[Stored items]
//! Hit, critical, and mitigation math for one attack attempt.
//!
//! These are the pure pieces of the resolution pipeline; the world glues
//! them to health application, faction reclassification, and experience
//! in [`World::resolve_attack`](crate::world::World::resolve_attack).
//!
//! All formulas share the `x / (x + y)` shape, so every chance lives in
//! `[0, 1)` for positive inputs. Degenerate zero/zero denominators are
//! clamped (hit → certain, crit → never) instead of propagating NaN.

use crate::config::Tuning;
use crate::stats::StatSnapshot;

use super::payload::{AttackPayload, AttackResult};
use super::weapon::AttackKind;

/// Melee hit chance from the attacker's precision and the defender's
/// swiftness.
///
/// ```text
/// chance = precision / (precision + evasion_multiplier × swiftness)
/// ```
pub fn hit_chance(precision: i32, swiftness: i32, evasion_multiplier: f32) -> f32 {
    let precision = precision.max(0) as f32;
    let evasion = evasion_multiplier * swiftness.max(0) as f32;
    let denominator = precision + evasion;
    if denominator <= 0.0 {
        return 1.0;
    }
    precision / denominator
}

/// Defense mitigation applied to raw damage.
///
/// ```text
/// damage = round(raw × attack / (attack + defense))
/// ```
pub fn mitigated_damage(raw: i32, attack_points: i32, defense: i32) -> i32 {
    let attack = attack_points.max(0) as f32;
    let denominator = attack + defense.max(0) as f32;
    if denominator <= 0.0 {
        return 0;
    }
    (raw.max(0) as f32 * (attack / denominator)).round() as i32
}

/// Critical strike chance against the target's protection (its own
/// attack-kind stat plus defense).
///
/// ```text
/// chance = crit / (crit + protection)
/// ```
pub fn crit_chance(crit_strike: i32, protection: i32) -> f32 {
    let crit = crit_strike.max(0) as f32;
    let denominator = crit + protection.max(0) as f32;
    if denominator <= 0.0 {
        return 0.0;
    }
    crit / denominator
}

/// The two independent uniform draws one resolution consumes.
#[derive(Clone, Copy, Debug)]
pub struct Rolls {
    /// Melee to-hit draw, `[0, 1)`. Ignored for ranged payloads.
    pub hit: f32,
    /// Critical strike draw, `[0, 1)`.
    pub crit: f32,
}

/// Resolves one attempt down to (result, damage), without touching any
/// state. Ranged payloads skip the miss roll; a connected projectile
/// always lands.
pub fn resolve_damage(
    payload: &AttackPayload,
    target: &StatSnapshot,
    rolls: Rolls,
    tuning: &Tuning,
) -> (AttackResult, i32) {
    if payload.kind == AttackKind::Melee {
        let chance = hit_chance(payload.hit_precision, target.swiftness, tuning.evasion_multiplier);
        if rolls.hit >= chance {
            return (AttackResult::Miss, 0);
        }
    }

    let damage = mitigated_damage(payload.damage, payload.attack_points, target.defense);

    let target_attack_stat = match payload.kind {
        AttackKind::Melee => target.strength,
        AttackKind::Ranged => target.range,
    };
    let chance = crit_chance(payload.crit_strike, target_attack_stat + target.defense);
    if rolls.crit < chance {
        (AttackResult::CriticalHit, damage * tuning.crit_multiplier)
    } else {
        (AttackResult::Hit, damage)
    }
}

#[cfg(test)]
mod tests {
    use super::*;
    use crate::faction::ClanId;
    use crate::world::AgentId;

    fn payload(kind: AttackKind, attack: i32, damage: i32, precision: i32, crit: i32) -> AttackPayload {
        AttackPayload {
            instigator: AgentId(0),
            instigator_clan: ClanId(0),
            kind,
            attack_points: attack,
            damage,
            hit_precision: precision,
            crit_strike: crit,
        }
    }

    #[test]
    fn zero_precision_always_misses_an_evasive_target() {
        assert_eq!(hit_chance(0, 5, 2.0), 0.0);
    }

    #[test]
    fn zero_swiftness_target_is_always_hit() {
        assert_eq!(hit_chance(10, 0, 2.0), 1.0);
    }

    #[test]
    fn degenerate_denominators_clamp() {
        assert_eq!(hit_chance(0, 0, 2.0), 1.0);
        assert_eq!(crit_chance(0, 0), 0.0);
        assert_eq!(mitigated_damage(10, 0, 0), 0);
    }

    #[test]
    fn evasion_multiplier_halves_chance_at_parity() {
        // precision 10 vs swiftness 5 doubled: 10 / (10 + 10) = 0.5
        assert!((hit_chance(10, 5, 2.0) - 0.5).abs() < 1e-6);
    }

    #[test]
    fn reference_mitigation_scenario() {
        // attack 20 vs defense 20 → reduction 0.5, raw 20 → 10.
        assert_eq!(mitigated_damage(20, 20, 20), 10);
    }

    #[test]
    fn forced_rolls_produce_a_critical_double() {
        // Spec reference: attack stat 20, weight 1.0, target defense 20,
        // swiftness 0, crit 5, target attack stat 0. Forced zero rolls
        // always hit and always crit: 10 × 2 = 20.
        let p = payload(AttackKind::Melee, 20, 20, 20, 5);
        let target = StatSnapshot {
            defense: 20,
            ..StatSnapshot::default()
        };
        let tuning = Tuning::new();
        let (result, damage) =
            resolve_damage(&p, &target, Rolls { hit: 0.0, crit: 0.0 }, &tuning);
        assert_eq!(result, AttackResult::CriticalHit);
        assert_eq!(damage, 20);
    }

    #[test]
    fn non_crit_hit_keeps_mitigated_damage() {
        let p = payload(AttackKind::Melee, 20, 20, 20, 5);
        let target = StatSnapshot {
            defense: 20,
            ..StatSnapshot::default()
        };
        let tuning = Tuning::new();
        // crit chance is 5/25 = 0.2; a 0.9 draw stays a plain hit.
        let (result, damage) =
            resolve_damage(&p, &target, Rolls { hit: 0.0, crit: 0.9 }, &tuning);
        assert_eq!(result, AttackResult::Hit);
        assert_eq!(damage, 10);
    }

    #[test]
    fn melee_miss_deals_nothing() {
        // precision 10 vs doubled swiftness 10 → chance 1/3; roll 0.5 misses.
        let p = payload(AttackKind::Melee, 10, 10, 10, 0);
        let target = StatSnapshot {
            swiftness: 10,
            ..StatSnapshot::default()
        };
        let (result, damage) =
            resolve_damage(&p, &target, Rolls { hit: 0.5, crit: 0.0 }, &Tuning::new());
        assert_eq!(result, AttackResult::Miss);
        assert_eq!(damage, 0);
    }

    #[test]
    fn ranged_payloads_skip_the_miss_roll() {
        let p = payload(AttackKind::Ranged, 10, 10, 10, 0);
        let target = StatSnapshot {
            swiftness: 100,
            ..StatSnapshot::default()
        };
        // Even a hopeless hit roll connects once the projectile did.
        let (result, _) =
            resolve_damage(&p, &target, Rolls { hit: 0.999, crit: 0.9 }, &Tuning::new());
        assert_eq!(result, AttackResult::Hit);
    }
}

**Task item:** Each record above is to be returned verbatim.

**Solution to this problem:**
//! Hit, critical, and mitigation math for one attack attempt.
//!
//! These are the pure pieces of the resolution pipeline; the world glues
//! them to health application, faction reclassification, and experience
//! in [`World::resolve_attack`](crate::world::World::resolve_attack).
//!
//! All formulas share the `x / (x + y)` shape, so every chance lives in
//! `[0, 1)` for positive inputs. Degenerate zero/zero denominators are
//! clamped (hit → certain, crit → never) instead of propagating NaN.

use crate::config::Tuning;
use crate::stats::StatSnapshot;

use super::payload::{AttackPayload, AttackResult};
use super::weapon::AttackKind;

/// Melee hit chance from the attacker's precision and the defender's
/// swiftness.
///
/// ```text
/// chance = precision / (precision + evasion_multiplier × swiftness)
/// ```
pub fn hit_chance(precision: i32, swiftness: i32, evasion_multiplier: f32) -> f32 {
    let precision = precision.max(0) as f32;
    let evasion = evasion_multiplier * swiftness.max(0) as f32;
    let denominator = precision + evasion;
    if denominator <= 0.0 {
        return 1.0;
    }
    precision / denominator
}

/// Defense mitigation applied to raw damage.
///
/// ```text
/// damage = round(raw × attack / (attack + defense))
/// ```
pub fn mitigated_damage(raw: i32, attack_points: i32, defense: i32) -> i32 {
    let attack = attack_points.max(0) as f32;
    let denominator = attack + defense.max(0) as f32;
    if denominator <= 0.0 {
        return 0;
    }
    (raw.max(0) as f32 * (attack / denominator)).round() as i32
}

/// Critical strike chance against the target's protection (its own
/// attack-kind stat plus defense).
///
/// ```text
/// chance = crit / (crit + protection)
/// ```
pub fn crit_chance(crit_strike: i32, protection: i32) -> f32 {
    let crit = crit_strike.max(0) as f32;
    let denominator = crit + protection.max(0) as f32;
    if denominator <= 0.0 {
        return 0.0;
    }
    crit / denominator
}

/// The two independent uniform draws one resolution consumes.
#[derive(Clone, Copy, Debug)]
pub struct Rolls {
    /// Melee to-hit draw, `[0, 1)`. Ignored for ranged payloads.
    pub hit: f32,
    /// Critical strike draw, `[0, 1)`.
    pub crit: f32,
}

/// Resolves one attempt down to (result, damage), without touching any
/// state. Ranged payloads skip the miss roll; a connected projectile
/// always lands.
pub fn resolve_damage(
    payload: &AttackPayload,
    target: &StatSnapshot,
    rolls: Rolls,
    tuning: &Tuning,
) -> (AttackResult, i32) {
    if payload.kind == AttackKind::Melee {
        let chance = hit_chance(payload.hit_precision, target.swiftness, tuning.evasion_multiplier);
        if rolls.hit >= chance {
            return (AttackResult::Miss, 0);
        }
    }

    let damage = mitigated_damage(payload.damage, payload.attack_points, target.defense);

    let target_attack_stat = match payload.kind {
        AttackKind::Melee => target.strength,
        AttackKind::Ranged => target.range,
    };
    let chance = crit_chance(payload.crit_strike, target_attack_stat + target.defense);
    if rolls.crit < chance {
        (AttackResult::CriticalHit, damage * tuning.crit_multiplier)
    } else {
        (AttackResult::Hit, damage)
    }
}

#[cfg(test)]
mod tests {
    use super::*;
    use crate::faction::ClanId;
    use crate::world::AgentId;

    fn payload(kind: AttackKind, attack: i32, damage: i32, precision: i32, crit: i32) -> AttackPayload {
        AttackPayload {
            instigator: AgentId(0),
            instigator_clan: ClanId(0),
            kind,
            attack_points: attack,
            damage,
            hit_precision: precision,
            crit_strike: crit,
        }
    }

    #[test]
    fn zero_precision_always_misses_an_evasive_target() {
        assert_eq!(hit_chance(0, 5, 2.0), 0.0);
    }

    #[test]
    fn zero_swiftness_target_is_always_hit() {
        assert_eq!(hit_chance(10, 0, 2.0), 1.0);
    }

    #[test]
    fn degenerate_denominators_clamp() {
        assert_eq!(hit_chance(0, 0, 2.0), 1.0);
        assert_eq!(crit_chance(0, 0), 0.0);
        assert_eq!(mitigated_damage(10, 0, 0), 0);
    }

    #[test]
    fn evasion_multiplier_halves_chance_at_parity() {
        // precision 10 vs swiftness 5 doubled: 10 / (10 + 10) = 0.5
        assert!((hit_chance(10, 5, 2.0) - 0.5).abs() < 1e-6);
    }

    #[test]
    fn reference_mitigation_scenario() {
        // attack 20 vs defense 20 → reduction 0.5, raw 20 → 10.
        assert_eq!(mitigated_damage(20, 20, 20), 10);
    }

    #[test]
    fn forced_rolls_produce_a_critical_double() {
        // Spec reference: attack stat 20, weight 1.0, target defense 20,
        // swiftness 0, crit 5, target attack stat 0. Forced zero rolls
        // always hit and always crit: 10 × 2 = 20.
        let p = payload(AttackKind::Melee, 20, 20, 20, 5);
        let target = StatSnapshot {
            defense: 20,
            ..StatSnapshot::default()
        };
        let tuning = Tuning::new();
        let (result, damage) =
            resolve_damage(&p, &target, Rolls { hit: 0.0, crit: 0.0 }, &tuning);
        assert_eq!(result, AttackResult::CriticalHit);
        assert_eq!(damage, 20);
    }

    #[test]
    fn non_crit_hit_keeps_mitigated_damage() {
        let p = payload(AttackKind::Melee, 20, 20, 20, 5);
        let target = StatSnapshot {
            defense: 20,
            ..StatSnapshot::default()
        };
        let tuning = Tuning::new();
        // crit chance is 5/25 = 0.2; a 0.9 draw stays a plain hit.
        let (result, damage) =
            resolve_damage(&p, &target, Rolls { hit: 0.0, crit: 0.9 }, &tuning);
        assert_eq!(result, AttackResult::Hit);
        assert_eq!(damage, 10);
    }

    #[test]
    fn melee_miss_deals_nothing() {
        // precision 10 vs doubled swiftness 10 → chance 1/3; roll 0.5 misses.
        let p = payload(AttackKind::Melee, 10, 10, 10, 0);
        let target = StatSnapshot {
            swiftness: 10,
            ..StatSnapshot::default()
        };
        let (result, damage) =
            resolve_damage(&p, &target, Rolls { hit: 0.5, crit: 0.0 }, &Tuning::new());
        assert_eq!(result, AttackResult::Miss);
        assert_eq!(damage, 0);
    }

    #[test]
    fn ranged_payloads_skip_the_miss_roll() {
        let p = payload(AttackKind::Ranged, 10, 10, 10, 0);
        let target = StatSnapshot {
            swiftness: 100,
            ..StatSnapshot::default()
        };
        // Even a hopeless hit roll connects once the projectile did.
        let (result, _) =
            resolve_damage(&p, &target, Rolls { hit: 0.999, crit: 0.9 }, &Tuning::new());
        assert_eq!(result, AttackResult::Hit);
    }
}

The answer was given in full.